■ **Task directions**: Everything from the first line of the material below through the line containing "the computation was" must be retyped exactly, and nothing past it.

■ **Dataset records**:
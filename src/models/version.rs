//! Represents a computed variant (e.g. a resized image) of a virtual object.

use chrono::{DateTime, Utc};
use serde::{Deserialize, Serialize};
use sqlx::FromRow;

/// One derived version of a [`super::object::VirtualObject`].
///
/// A row without `physical_key` is a placeholder: the computation was
/// requested and has not completed yet.
#[derive(Serialize, Deserialize, Clone, FromRow, Debug, PartialEq, Eq)]
pub struct DerivedVersion {
    /// Internal row id.
    pub id: i64,

    /// Row id of the owning virtual object.
    pub virtual_object_id: i64,

    /// Bucket of the owning object (the blob lives in the same backend).
    pub bucket: String,

    /// The version specification, acting as cache key (e.g. `size:200x200,imageFormat:png`).
    pub version_key: String,

    /// Key of the computed blob, none while pending.
    pub physical_key: Option<String>,

    /// Size in bytes of the computed blob.
    pub file_size: i64,

    /// MD5 checksum (lowercase hex) of the computed blob.
    pub checksum: Option<String>,

    /// When the version was requested.
    pub created_at: DateTime<Utc>,
}

impl DerivedVersion {
    pub fn is_placeholder(&self) -> bool {
        self.physical_key.is_none()
    }
}
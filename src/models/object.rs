//! Represents the logical identity of a stored file.

use chrono::{DateTime, Utc};
use serde::{Deserialize, Serialize};
use sqlx::FromRow;

/// A file as seen by the application.
///
/// The `object_key` is assigned once and never changes, whereas the
/// `physical_key` is replaced every time the content changes. URLs are built
/// from the physical key, so they can be cached forever.
#[derive(Serialize, Deserialize, Clone, FromRow, Debug, PartialEq, Eq)]
pub struct VirtualObject {
    /// Internal row id.
    pub id: i64,

    /// Tenant owning this object.
    pub tenant_id: String,

    /// Bucket in which the object resides.
    pub bucket: String,

    /// Globally unique, immutable key of this object.
    pub object_key: String,

    /// Key of the blob holding the current content (none until content is attached).
    pub physical_key: Option<String>,

    /// Size in bytes of the current content.
    pub file_size: i64,

    /// MD5 checksum (lowercase hex) of the current content.
    pub checksum: Option<String>,

    /// Normalized virtual path.
    pub path: Option<String>,

    /// File extension derived from `path`.
    pub file_extension: Option<String>,

    /// Tag (`field:owner`) of the record field owning this object.
    pub reference: Option<String>,

    /// Set while an upload waits for its owning record to be saved.
    pub temporary: bool,

    /// Timestamp of the last metadata change.
    pub last_modified: DateTime<Utc>,
}

impl VirtualObject {
    /// Returns the last path segment, if a path is present.
    pub fn filename(&self) -> Option<&str> {
        self.path
            .as_deref()
            .map(|path| path.rsplit('/').next().unwrap_or(path))
            .filter(|name| !name.is_empty())
    }

    /// Determines if the content is an image, judged by the file extension.
    pub fn is_image(&self) -> bool {
        self.file_extension
            .as_deref()
            .and_then(|ext| mime_guess::from_ext(ext).first())
            .map(|mime| mime.type_() == mime_guess::mime::IMAGE)
            .unwrap_or(false)
    }
}

#[cfg(test)]
mod tests {
    use super::*;

    fn object(path: Option<&str>, ext: Option<&str>) -> VirtualObject {
        VirtualObject {
            id: 1,
            tenant_id: "t1".into(),
            bucket: "products".into(),
            object_key: "k".into(),
            physical_key: None,
            file_size: 0,
            checksum: None,
            path: path.map(str::to_string),
            file_extension: ext.map(str::to_string),
            reference: None,
            temporary: false,
            last_modified: Utc::now(),
        }
    }

    #[test]
    fn filename_is_last_segment() {
        assert_eq!(object(Some("/a/b.png"), None).filename(), Some("b.png"));
        assert_eq!(object(None, None).filename(), None);
    }

    #[test]
    fn image_detection_uses_extension() {
        assert!(object(Some("/a.png"), Some("png")).is_image());
        assert!(object(Some("/a.JPG"), Some("jpg")).is_image());
        assert!(!object(Some("/a.pdf"), Some("pdf")).is_image());
        assert!(!object(None, None).is_image());
    }
}
//! Virtual object storage: stable logical file identities over immutable
//! physical blobs, derived image versions computed in the background, and
//! hash-authenticated delivery URLs.

pub mod config;
pub mod db;
pub mod errors;
pub mod handlers;
pub mod models;
pub mod routes;
pub mod services;
pub mod state;
//! Core data models for the virtual object storage.
//!
//! A [`object::VirtualObject`] is the stable, logical identity of a file while
//! its content lives in an immutable physical blob. Every computed variant of
//! that content is a [`version::DerivedVersion`]. Both map to SQLite tables
//! via `sqlx::FromRow` and serialize as JSON via `serde`.

pub mod bucket;
pub mod object;
pub mod version;
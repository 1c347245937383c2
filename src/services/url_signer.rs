//! src/services/url_signer.rs
//!
//! Stateless authentication of delivery URLs. A URL carries
//! `md5(physical_key ++ midnight_millis ++ secret)` for the day it was
//! created (or `md5(physical_key ++ secret)` when it never expires), so the
//! server needs no token storage to check it.

use crate::services::storage_service::{StorageError, StorageResult};
use chrono::{NaiveDate, NaiveTime, TimeDelta, Utc};
use std::sync::Arc;

/// Daily hashes are accepted this many days before and after today.
const VALIDITY_WINDOW_DAYS: i64 = 2;

#[derive(Clone)]
pub struct UrlSigner {
    secret: Arc<str>,
}

impl std::fmt::Debug for UrlSigner {
    fn fmt(&self, f: &mut std::fmt::Formatter<'_>) -> std::fmt::Result {
        f.debug_struct("UrlSigner").finish_non_exhaustive()
    }
}

impl UrlSigner {
    /// Creates a signer for the configured shared secret.
    ///
    /// A missing or blank secret is a configuration error.
    pub fn new(secret: Option<String>) -> StorageResult<Self> {
        match secret.map(|s| s.trim().to_string()) {
            Some(secret) if !secret.is_empty() => Ok(Self {
                secret: Arc::from(secret),
            }),
            _ => Err(StorageError::Configuration(
                "no shared secret configured for signing storage URLs".into(),
            )),
        }
    }

    /// Hash for the day `offset_days` away from today (UTC).
    pub fn compute_hash(&self, key: &str, offset_days: i64) -> String {
        self.compute_hash_for_day(key, today() + TimeDelta::days(offset_days))
    }

    pub fn compute_hash_for_day(&self, key: &str, day: NaiveDate) -> String {
        let midnight = day.and_time(NaiveTime::MIN).and_utc().timestamp_millis();
        format!("{:x}", md5::compute(format!("{key}{midnight}{}", self.secret)))
    }

    pub fn compute_eternal_hash(&self, key: &str) -> String {
        format!("{:x}", md5::compute(format!("{key}{}", self.secret)))
    }

    /// Accepts today's hash, the eternal hash, or a hash of up to two days
    /// before or after today.
    pub fn verify_hash(&self, key: &str, hash: &str) -> bool {
        self.verify_hash_on(key, hash, today())
    }

    pub fn verify_hash_on(&self, key: &str, hash: &str, today: NaiveDate) -> bool {
        if hash == self.compute_hash_for_day(key, today) || hash == self.compute_eternal_hash(key) {
            return true;
        }

        (1..=VALIDITY_WINDOW_DAYS).any(|offset| {
            hash == self.compute_hash_for_day(key, today - TimeDelta::days(offset))
                || hash == self.compute_hash_for_day(key, today + TimeDelta::days(offset))
        })
    }
}

fn today() -> NaiveDate {
    Utc::now().date_naive()
}
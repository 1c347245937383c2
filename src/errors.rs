use crate::services::storage_service::StorageError;
use axum::{
    Json,
    http::StatusCode,
    response::{IntoResponse, Response},
};
use serde_json::json;
use std::fmt;

/// A lightweight wrapper for general errors that keeps the message local.
#[derive(Debug)]
pub struct AppError {
    pub status: StatusCode,
    pub message: String,
}

impl AppError {
    /// Create a new AppError with a specific status and message.
    pub fn new(status: StatusCode, msg: impl Into<String>) -> Self {
        Self {
            status,
            message: msg.into(),
        }
    }

    /// Shortcut for a 500 Internal Server Error
    pub fn internal(msg: impl Into<String>) -> Self {
        Self::new(StatusCode::INTERNAL_SERVER_ERROR, msg)
    }

    /// Shortcut for 404 Not Found
    pub fn not_found(msg: impl Into<String>) -> Self {
        Self::new(StatusCode::NOT_FOUND, msg)
    }

    /// Shortcut for 403 Forbidden
    pub fn forbidden(msg: impl Into<String>) -> Self {
        Self::new(StatusCode::FORBIDDEN, msg)
    }

    /// Shortcut for 400 Bad Request
    pub fn bad_request(msg: impl Into<String>) -> Self {
        Self::new(StatusCode::BAD_REQUEST, msg)
    }
}

impl fmt::Display for AppError {
    fn fmt(&self, f: &mut fmt::Formatter<'_>) -> fmt::Result {
        write!(f, "{}", self.message)
    }
}

impl std::error::Error for AppError {}

impl IntoResponse for AppError {
    fn into_response(self) -> Response {
        let body = Json(json!({
            "error": self.message,
            "status": self.status.as_u16()
        }));

        (self.status, body).into_response()
    }
}

impl From<anyhow::Error> for AppError {
    fn from(err: anyhow::Error) -> Self {
        AppError::internal(err.to_string())
    }
}

impl From<StorageError> for AppError {
    fn from(err: StorageError) -> Self {
        let status = match &err {
            StorageError::BucketNotFound(_) | StorageError::ObjectNotFound { .. } => {
                StatusCode::NOT_FOUND
            }
            StorageError::InvalidObjectKey
            | StorageError::InvalidPath
            | StorageError::ChecksumMismatch { .. } => StatusCode::BAD_REQUEST,
            StorageError::PathConflict { .. } => StatusCode::CONFLICT,
            StorageError::Forbidden => StatusCode::FORBIDDEN,
            StorageError::InvalidBucketName { .. }
            | StorageError::Configuration(_)
            | StorageError::UploadFailed(_)
            | StorageError::Conversion(_)
            | StorageError::Sqlx(_)
            | StorageError::Io(_) => {
                tracing::error!(error = %err, "storage failure");
                StatusCode::INTERNAL_SERVER_ERROR
            }
        };
        AppError::new(status, err.to_string())
    }
}
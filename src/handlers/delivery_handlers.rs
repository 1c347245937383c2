//! Delivery of physical blobs via hash-authenticated URLs.

use crate::{errors::AppError, services::storage_service::StorageService};
use axum::{
    extract::{Path, State},
    response::Response,
};

/// `GET /storage/physical/{bucket}/{hash}/{file}`
///
/// `file` is `[addon--]physical_key.extension`. Responds 403 on a bad hash
/// and 404 if the blob doesn't exist.
pub async fn deliver_physical(
    State(storage): State<StorageService>,
    Path((bucket, hash, file)): Path<(String, String, String)>,
) -> Result<Response, AppError> {
    Ok(storage.deliver_physical(&bucket, &hash, &file).await?)
}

■ **Result below**:
filename src/models/version.rs
//! Represents a computed variant (e.g. a resized image) of a virtual object.

use chrono::{DateTime, Utc};
use serde::{Deserialize, Serialize};
use sqlx::FromRow;

/// One derived version of a [`super::object::VirtualObject`].
///
/// A row without `physical_key` is a placeholder: the computation was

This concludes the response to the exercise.